Stored data:
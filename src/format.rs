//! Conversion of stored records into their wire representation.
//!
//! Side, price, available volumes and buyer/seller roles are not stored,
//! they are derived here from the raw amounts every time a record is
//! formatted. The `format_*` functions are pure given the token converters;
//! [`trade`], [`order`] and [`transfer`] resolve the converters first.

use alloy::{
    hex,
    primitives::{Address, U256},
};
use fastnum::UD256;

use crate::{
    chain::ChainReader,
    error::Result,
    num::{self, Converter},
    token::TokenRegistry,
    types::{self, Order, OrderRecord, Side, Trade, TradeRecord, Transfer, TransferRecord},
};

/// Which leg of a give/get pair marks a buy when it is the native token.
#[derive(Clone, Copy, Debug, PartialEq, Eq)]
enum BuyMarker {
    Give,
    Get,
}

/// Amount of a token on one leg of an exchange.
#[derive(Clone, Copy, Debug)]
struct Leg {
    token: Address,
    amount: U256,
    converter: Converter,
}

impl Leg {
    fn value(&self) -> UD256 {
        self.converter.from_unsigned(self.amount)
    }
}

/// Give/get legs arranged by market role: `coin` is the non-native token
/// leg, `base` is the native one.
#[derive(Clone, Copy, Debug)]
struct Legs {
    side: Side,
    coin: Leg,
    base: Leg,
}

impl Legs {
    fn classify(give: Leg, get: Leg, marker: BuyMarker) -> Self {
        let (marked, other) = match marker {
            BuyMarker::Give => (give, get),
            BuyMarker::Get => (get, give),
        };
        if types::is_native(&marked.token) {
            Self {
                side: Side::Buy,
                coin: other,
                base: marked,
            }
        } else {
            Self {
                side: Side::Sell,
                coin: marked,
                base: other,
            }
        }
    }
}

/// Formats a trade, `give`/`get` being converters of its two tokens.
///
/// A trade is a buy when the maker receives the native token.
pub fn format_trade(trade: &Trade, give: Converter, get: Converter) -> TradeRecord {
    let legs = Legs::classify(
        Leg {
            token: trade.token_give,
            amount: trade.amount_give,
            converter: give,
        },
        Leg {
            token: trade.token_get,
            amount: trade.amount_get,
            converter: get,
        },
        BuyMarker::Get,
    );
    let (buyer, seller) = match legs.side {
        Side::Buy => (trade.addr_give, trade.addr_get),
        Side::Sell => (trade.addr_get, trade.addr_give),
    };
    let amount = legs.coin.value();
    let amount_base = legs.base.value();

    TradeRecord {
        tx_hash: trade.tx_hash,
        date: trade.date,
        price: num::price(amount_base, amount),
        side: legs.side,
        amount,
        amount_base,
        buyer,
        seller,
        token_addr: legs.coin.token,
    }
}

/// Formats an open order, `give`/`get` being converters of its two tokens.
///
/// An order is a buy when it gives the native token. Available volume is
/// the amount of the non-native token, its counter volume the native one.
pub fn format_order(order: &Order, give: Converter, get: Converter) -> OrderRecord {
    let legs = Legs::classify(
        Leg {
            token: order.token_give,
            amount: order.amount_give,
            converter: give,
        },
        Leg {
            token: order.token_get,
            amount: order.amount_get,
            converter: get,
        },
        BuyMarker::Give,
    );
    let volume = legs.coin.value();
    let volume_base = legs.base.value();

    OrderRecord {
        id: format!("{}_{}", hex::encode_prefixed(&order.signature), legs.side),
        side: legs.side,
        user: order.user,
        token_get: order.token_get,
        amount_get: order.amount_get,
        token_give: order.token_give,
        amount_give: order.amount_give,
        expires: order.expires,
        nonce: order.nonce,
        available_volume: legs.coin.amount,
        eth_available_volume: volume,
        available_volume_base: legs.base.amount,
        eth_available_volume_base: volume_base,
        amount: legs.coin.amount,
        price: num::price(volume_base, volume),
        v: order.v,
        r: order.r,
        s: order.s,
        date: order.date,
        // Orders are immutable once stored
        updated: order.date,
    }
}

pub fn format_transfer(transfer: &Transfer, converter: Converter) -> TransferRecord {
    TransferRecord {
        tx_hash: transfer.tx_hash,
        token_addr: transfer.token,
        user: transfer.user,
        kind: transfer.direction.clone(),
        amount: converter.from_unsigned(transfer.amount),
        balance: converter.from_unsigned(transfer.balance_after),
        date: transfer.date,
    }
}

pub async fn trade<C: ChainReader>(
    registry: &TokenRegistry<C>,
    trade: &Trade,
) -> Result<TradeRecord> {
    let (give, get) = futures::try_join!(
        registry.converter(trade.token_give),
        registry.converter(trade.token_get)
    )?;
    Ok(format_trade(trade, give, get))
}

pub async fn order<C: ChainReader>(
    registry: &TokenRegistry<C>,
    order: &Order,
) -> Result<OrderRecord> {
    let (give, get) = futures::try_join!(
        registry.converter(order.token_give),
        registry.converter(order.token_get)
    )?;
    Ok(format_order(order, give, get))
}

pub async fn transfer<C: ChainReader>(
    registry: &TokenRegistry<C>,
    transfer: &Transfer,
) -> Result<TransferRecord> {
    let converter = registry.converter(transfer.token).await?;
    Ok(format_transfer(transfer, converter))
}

_Problem details:_
Retype all the records above without changing a word.

_Solved problem:_
filename src/format.rs
//! Conversion of stored records into their wire representation.
//!
//! Side, price, available volumes and buyer/seller roles are not stored,
//! they are derived here from the raw amounts every time a record is
//! formatted. The `format_*` functions are pure given the token converters;
//! [`trade`], [`order`] and [`transfer`] resolve the converters first.

use alloy::{
    hex,
    primitives::{Address, U256},
};
use fastnum::UD256;

use crate::{
    chain::ChainReader,
    error::Result,
    num::{self, Converter},
    token::TokenRegistry,
    types::{self, Order, OrderRecord, Side, Trade, TradeRecord, Transfer, TransferRecord},
};

/// Which leg of a give/get pair marks a buy when it is the native token.
#[derive(Clone, Copy, Debug, PartialEq, Eq)]
enum BuyMarker {
    Give,
    Get,
}

/// Amount of a token on one leg of an exchange.
#[derive(Clone, Copy, Debug)]
struct Leg {
    token: Address,
    amount: U256,
    converter: Converter,
}

impl Leg {
    fn value(&self) -> UD256 {
        self.converter.from_unsigned(self.amount)
    }
}

/// Give/get legs arranged by market role: `coin` is the non-native token
/// leg, `base` is the native one.
#[derive(Clone, Copy, Debug)]
struct Legs {
    side: Side,
    coin: Leg,
    base: Leg,
}

impl Legs {
    fn classify(give: Leg, get: Leg, marker: BuyMarker) -> Self {
        let (marked, other) = match marker {
            BuyMarker::Give => (give, get),
            BuyMarker::Get => (get, give),
        };
        if types::is_native(&marked.token) {
            Self {
                side: Side::Buy,
                coin: other,
                base: marked,
            }
        } else {
            Self {
                side: Side::Sell,
                coin: marked,
                base: other,
            }
        }
    }
}

/// Formats a trade, `give`/`get` being converters of its two tokens.
///
/// A trade is a buy when the maker receives the native token.
pub fn format_trade(trade: &Trade, give: Converter, get: Converter) -> TradeRecord {
    let legs = Legs::classify(
        Leg {
            token: trade.token_give,
            amount: trade.amount_give,
            converter: give,
        },
        Leg {
            token: trade.token_get,
            amount: trade.amount_get,
            converter: get,
        },
        BuyMarker::Get,
    );
    let (buyer, seller) = match legs.side {
        Side::Buy => (trade.addr_give, trade.addr_get),
        Side::Sell => (trade.addr_get, trade.addr_give),
    };
    let amount = legs.coin.value();
    let amount_base = legs.base.value();

    TradeRecord {
        tx_hash: trade.tx_hash,
        date: trade.date,
        price: num::price(amount_base, amount),
        side: legs.side,
        amount,
        amount_base,
        buyer,
        seller,
        token_addr: legs.coin.token,
    }
}

/// Formats an open order, `give`/`get` being converters of its two tokens.
///
/// An order is a buy when it gives the native token. Available volume is
/// the amount of the non-native token, its counter volume the native one.
pub fn format_order(order: &Order, give: Converter, get: Converter) -> OrderRecord {
    let legs = Legs::classify(
        Leg {
            token: order.token_give,
            amount: order.amount_give,
            converter: give,
        },
        Leg {
            token: order.token_get,
            amount: order.amount_get,
            converter: get,
        },
        BuyMarker::Give,
    );
    let volume = legs.coin.value();
    let volume_base = legs.base.value();

    OrderRecord {
        id: format!("{}_{}", hex::encode_prefixed(&order.signature), legs.side),
        side: legs.side,
        user: order.user,
        token_get: order.token_get,
        amount_get: order.amount_get,
        token_give: order.token_give,
        amount_give: order.amount_give,
        expires: order.expires,
        nonce: order.nonce,
        available_volume: legs.coin.amount,
        eth_available_volume: volume,
        available_volume_base: legs.base.amount,
        eth_available_volume_base: volume_base,
        amount: legs.coin.amount,
        price: num::price(volume_base, volume),
        v: order.v,
        r: order.r,
        s: order.s,
        date: order.date,
        // Orders are immutable once stored
        updated: order.date,
    }
}

pub fn format_transfer(transfer: &Transfer, converter: Converter) -> TransferRecord {
    TransferRecord {
        tx_hash: transfer.tx_hash,
        token_addr: transfer.token,
        user: transfer.user,
        kind: transfer.direction.clone(),
        amount: converter.from_unsigned(transfer.amount),
        balance: converter.from_unsigned(transfer.balance_after),
        date: transfer.date,
    }
}

pub async fn trade<C: ChainReader>(
    registry: &TokenRegistry<C>,
    trade: &Trade,
) -> Result<TradeRecord> {
    let (give, get) = futures::try_join!(
        registry.converter(trade.token_give),
        registry.converter(trade.token_get)
    )?;
    Ok(format_trade(trade, give, get))
}

pub async fn order<C: ChainReader>(
    registry: &TokenRegistry<C>,
    order: &Order,
) -> Result<OrderRecord> {
    let (give, get) = futures::try_join!(
        registry.converter(order.token_give),
        registry.converter(order.token_get)
    )?;
    Ok(format_order(order, give, get))
}

pub async fn transfer<C: ChainReader>(
    registry: &TokenRegistry<C>,
    transfer: &Transfer,
) -> Result<TransferRecord> {
    let converter = registry.converter(transfer.token).await?;
    Ok(format_transfer(transfer, converter))
}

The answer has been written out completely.